Клочок этот нашелся, и из него видно, что случившееся было передано Иностранцевым, а вслед за ним и Лапшиным поразительно точно — за исключением одной-единственной детали. Перед тем как заснуть и увидеть во сне окончательный вариант таблицы, Менделеев работал без отдыха не трое суток, а часов семь или восемь. Таблица приснилась ему не ночью, а днем, когда он прилег отдохнуть на часок. Мы не знаем, кто из рассказчиков почувствовал, что «три дня и три ночи» звучат чересчур былинно, но явно неспроста Лапшин находит нужным сказать, что Менделеев «обладал совершенно исключительной работоспособностью, причем он мог 2 — 3 суток не спать и не отрываться от работы, как это было и в вышеприведенном случае. Но зато он мог спать подряд богатырским сном сутки». То ли Лапшин высказал сомнение насчет трех дней и Иностранцев поспешил рассеять его, то ли он сделал это, не дожидаясь вопросов Лапшина, — в конце концов, все это не важно. Важно, что Иностранцев не забыл главного, как не забыл, конечно, и Штелин, которому вообще-то нечего было ни забывать, ни перепутывать, настолько история с вещим сном жива и драматична.
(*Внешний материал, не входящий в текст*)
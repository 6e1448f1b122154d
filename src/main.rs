// What you SEE:
// • Your camera, mirrored and dimmed, fills the window.
// • Pinch a finger to paint with it; each finger has its own color.
// • Release a pinky pinch on the first hand to wipe the painting.
// • S starts hand tracking, X stops it, ESC quits.
// • With the built-in simulator: hold Left Mouse to pinch, 1-4 pick the finger, Tab switches hand.

use pinch_paint::camera::{BlankSource, CameraCapture, FrameSource};
use pinch_paint::config::{Config, TrackerKind};
use pinch_paint::draw::{Drawer, draw_text_5x7, rasterize};
use pinch_paint::error::Error;
use pinch_paint::lifecycle::Lifecycle;
use pinch_paint::paint::ColorMap;
use pinch_paint::process::ProcessTracker;
use pinch_paint::sim::{SimDriver, SimTracker};
use pinch_paint::sketch::Sketch;
use pinch_paint::tracker::HandTracker;
use pinch_paint::types::{Canvas, FrameBuffer, Rgb};
use std::time::{Duration, Instant};

const FINGER_NAMES: [&str; 4] = ["INDEX", "MIDDLE", "RING", "PINKY"];

fn main() -> Result<(), Error> {
    env_logger::Builder::from_env(env_logger::Env::default().default_filter_or("info")).init();

    let config = Config::from_args(std::env::args().skip(1))?;
    log::debug!("{config:?}");
    let (w, h) = (config.width, config.height);
    let canvas = Canvas { width: w as f32, height: h as f32 };

    /* --- Frame source + window --- */
    let mut source: Box<dyn FrameSource> = match config.camera {
        Some(index) => Box::new(CameraCapture::new(index, w as u32, h as u32)?),
        None => {
            log::info!("running without a camera");
            Box::new(BlankSource::new(w, h))
        }
    };
    let mut drawer = Drawer::new("Pinch Paint", w, h, config.fps)?;

    /* --- Hand tracker behind the start/stop controller --- */
    let (tracker, mut sim): (Box<dyn HandTracker>, Option<SimDriver>) = match &config.tracker {
        TrackerKind::Sim => {
            let (tracker, driver) = SimTracker::new(canvas);
            (Box::new(tracker) as Box<dyn HandTracker>, Some(driver))
        }
        TrackerKind::Process { program, args } => {
            (Box::new(ProcessTracker::new(program.clone(), args.clone())) as Box<dyn HandTracker>, None)
        }
    };
    let mut lifecycle = Lifecycle::new(tracker);
    if config.autostart {
        lifecycle.start()?;
    }

    /* --- The sketch owns the painting; `screen` is what you actually see --- */
    let mut sketch = Sketch::new(canvas, ColorMap::default(), config.video_opacity);
    let mut screen = FrameBuffer::filled(w, h, Rgb::BLACK);

    /* --- FPS --- */
    let mut last_fps_time = Instant::now();
    let mut frames_this_second: u32 = 0;
    let mut hud_fps_text = String::from("FPS: 0.0");

    /* ------------------------------ Main loop ------------------------------ */
    while drawer.is_open() && !drawer.esc_pressed() {
        let now = Instant::now();

        /* 1) Start/stop buttons */
        if drawer.start_pressed() {
            // Start failures are logged; the painting stays up.
            if let Err(e) = lifecycle.start() {
                log::error!("{e}");
            }
        }
        if drawer.stop_pressed() {
            lifecycle.stop();
        }

        /* 2) Simulated hands publish like any other tracker */
        let sim_input = drawer.sim_input();
        if let Some(driver) = sim.as_mut() {
            driver.feed(&sim_input);
        }

        /* 3) Pull whatever the tracker last published, then tick */
        let video = source.next_frame()?;
        let snapshot = lifecycle.snapshot();
        let cmds = sketch.tick(snapshot.as_deref());
        rasterize(&cmds, &video, &mut screen)?;

        /* 4) HUD */
        let status = if lifecycle.is_running() { "RUNNING" } else { "STOPPED" };
        let hud = match sim {
            Some(_) => format!(
                "{status} | HAND {} {} | DOTS: {} | {hud_fps_text}",
                sim_input.hand,
                FINGER_NAMES[sim_input.finger],
                sketch.buffer().len()
            ),
            None => format!("{status} | DOTS: {} | {hud_fps_text}", sketch.buffer().len()),
        };
        draw_text_5x7(&mut screen, 8, 8, &hud, Rgb::WHITE);
        draw_text_5x7(&mut screen, 8, h as i32 - 16, "S: START  X: STOP  ESC: QUIT", Rgb::WHITE);

        /* 5) Present */
        drawer.present(&screen)?;

        /* 6) FPS counter (log + HUD once per second) */
        frames_this_second += 1;
        if now.duration_since(last_fps_time) >= Duration::from_secs(1) {
            let secs = now.duration_since(last_fps_time).as_secs_f32();
            let fps = frames_this_second as f32 / secs;
            log::info!("FPS: {fps:.1}, dots: {}", sketch.buffer().len());
            hud_fps_text = format!("FPS: {fps:.1}");
            frames_this_second = 0;
            last_fps_time = now;
        }
    }

    lifecycle.stop();
    Ok(())
}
Но, может быть, эта история все-таки не что иное, как редчайшее, случающееся раз в сто лет совпадение, в котором обе формы бытия связаны не прямой, как сказали бы теперь, информационной связью, а связью косвенной, когда воображение и память рисуют сновидцу то, что при определенных обстоятельствах может произойти с человеком, о котором он думает часто и с беспокойством, усиливающимся от долгой разлуки, и вот, по воле случая и тех же обстоятельств, действительно происходит? Сверхъестественно, скажете вы. Да, но не невозможно! И почему вам не кажется сверхъестественным сон, в котором человек видит с необыкновенной отчетливостью таблицу, где все химические элементы — а было их тогда открыто уже семьдесят с чем-то — расставлены «как нужно», и наоборот, кажется бесспорно сверхъестественной, нуждающейся в особых оправданиях способность три дня и три ночи не смыкать глаз и сохранить при этом если не телесную бодрость, то ясность ума? В самом деле, почему существует, например, лечебное голодание, но еще никто не слыхивал о лечебной бессоннице? «К леченью голодом пан Томаш приступил: леченье модное, и в нем источник сил», — писал Мицкевич в «Дзядах». Вон когда еще оно было модным, вон когда о нем уже злословили — полтораста лет назад! «Источник сил», — говорит поэт, источник сил — в отказе от еды, в отказе научно обоснованном, разумеется, с соблюдением врачебных предписаний и все такое, но в отказе! А попробуйте-ка отказаться от сна, и не на три дня и три ночи — куда там! — всего на сутки, и после этого займитесь умственной работой самого низкого ранга — нехватку сил, вот что вы почувствуете! Да можно ли вообще ставить в один ряд сон и еду, как это делаем мы подчас в разного рода перечислениях «условий существования»? Если и можно, то, наверное, лишь так, как это сделал Сервантес: «Да будет благословен тот, кто изобрел сон, этот покров, который скрывает все человеческие мысли, пища, которая насыщает голодных, влага, которая утоляет жаждущих, огонь, который согревает озябших, прохлада, которая спасает от жгучего зноя, — словом, всемирная монета, на которую можно купить все что угодно, и весы, на которых уравниваются император и пастух, мудрец и невежда».